▶ [Study material]

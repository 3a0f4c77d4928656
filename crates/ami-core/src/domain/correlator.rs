//! Pending-call table: matches responses back to the action that asked.
//!
//! Each sent action registers a one-shot continuation under its
//! [`ActionId`].  When a response carrying that identifier is processed, the
//! entry is removed and the continuation runs exactly once.  Matching is by
//! the identifier present on the response only.
//!
//! The table is shared between the sending side and the reading side of a
//! connection, so it sits behind a mutex.  Continuations always run after the
//! lock has been released, which lets a continuation send a follow-up action
//! without deadlocking.

use std::collections::HashMap;
use std::sync::{Mutex, MutexGuard, PoisonError};

use thiserror::Error;
use tracing::debug;

use crate::protocol::{ActionId, ResponseMessage};

/// Why a pending call ended without a response.
#[derive(Debug, Clone, Error, PartialEq, Eq)]
pub enum CallError {
    /// The connection failed while the call was pending.
    #[error("connection lost: {0}")]
    ConnectionLost(String),

    /// The connection was closed locally while the call was pending.
    #[error("connection closed")]
    ConnectionClosed,
}

/// What a continuation receives.
pub type CallOutcome = Result<ResponseMessage, CallError>;

/// A one-shot callback run with the outcome of a call.
pub type Continuation = Box<dyn FnOnce(CallOutcome) + Send + 'static>;

/// Errors raised when registering a continuation.
#[derive(Debug, Clone, Error, PartialEq, Eq)]
pub enum CorrelationError {
    /// Another call with the same identifier is still pending.
    #[error("ActionID {0} is already pending")]
    DuplicateActionId(ActionId),
}

/// Table of pending continuations keyed by action identifier.
#[derive(Default)]
pub struct Correlator {
    pending: Mutex<HashMap<ActionId, Continuation>>,
}

impl Correlator {
    pub fn new() -> Self {
        Self::default()
    }

    /// Stores `continuation` until a response for `id` arrives.
    ///
    /// # Errors
    ///
    /// Returns [`CorrelationError::DuplicateActionId`] if `id` is already
    /// pending.  The existing entry is left untouched.
    pub fn register(
        &self,
        id: ActionId,
        continuation: Continuation,
    ) -> Result<(), CorrelationError> {
        let mut pending = self.lock();
        if pending.contains_key(&id) {
            return Err(CorrelationError::DuplicateActionId(id));
        }
        pending.insert(id, continuation);
        Ok(())
    }

    /// Hands `response` to the continuation registered under its
    /// `ActionID`.
    ///
    /// Returns `false` when the response carries no identifier or nothing is
    /// pending under it; the caller decides how to report the orphan.
    pub fn resolve(&self, response: ResponseMessage) -> bool {
        let Some(id) = response.action_id() else {
            return false;
        };
        let continuation = self.lock().remove(id);
        match continuation {
            Some(continuation) => {
                debug!(action_id = id, "resolving pending call");
                continuation(Ok(response));
                true
            }
            None => false,
        }
    }

    /// Removes the entry for `id` without running it.  Returns `true` if
    /// something was pending.
    pub fn cancel(&self, id: &str) -> bool {
        self.lock().remove(id).is_some()
    }

    /// Fails every pending call with `error` and empties the table.
    ///
    /// Returns the number of continuations notified.
    pub fn fail_all(&self, error: CallError) -> usize {
        let drained: Vec<(ActionId, Continuation)> = self.lock().drain().collect();
        let count = drained.len();
        for (id, continuation) in drained {
            debug!(action_id = %id, %error, "failing pending call");
            continuation(Err(error.clone()));
        }
        count
    }

    pub fn is_pending(&self, id: &str) -> bool {
        self.lock().contains_key(id)
    }

    pub fn pending_count(&self) -> usize {
        self.lock().len()
    }

    // A continuation panicking outside the lock cannot leave the map
    // half-updated, so a poisoned lock is still consistent.
    fn lock(&self) -> MutexGuard<'_, HashMap<ActionId, Continuation>> {
        self.pending.lock().unwrap_or_else(PoisonError::into_inner)
    }
}

impl std::fmt::Debug for Correlator {
    fn fmt(&self, f: &mut std::fmt::Formatter<'_>) -> std::fmt::Result {
        f.debug_struct("Correlator")
            .field("pending", &self.pending_count())
            .finish()
    }
}

// ── Tests ─────────────────────────────────────────────────────────────────────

▶ [Task] Give back the entries above exactly as they are, from their first line through the line that contains "pub enum CallError", both included, with nothing else.

▶ [Exercise response]
repository 3a0f4c77d4928656
filename crates/ami-core/src/domain/correlator.rs
//! Pending-call table: matches responses back to the action that asked.
//!
//! Each sent action registers a one-shot continuation under its
//! [`ActionId`].  When a response carrying that identifier is processed, the
//! entry is removed and the continuation runs exactly once.  Matching is by
//! the identifier present on the response only.
//!
//! The table is shared between the sending side and the reading side of a
//! connection, so it sits behind a mutex.  Continuations always run after the
//! lock has been released, which lets a continuation send a follow-up action
//! without deadlocking.

use std::collections::HashMap;
use std::sync::{Mutex, MutexGuard, PoisonError};

use thiserror::Error;
use tracing::debug;

use crate::protocol::{ActionId, ResponseMessage};

/// Why a pending call ended without a response.
#[derive(Debug, Clone, Error, PartialEq, Eq)]
pub enum CallError {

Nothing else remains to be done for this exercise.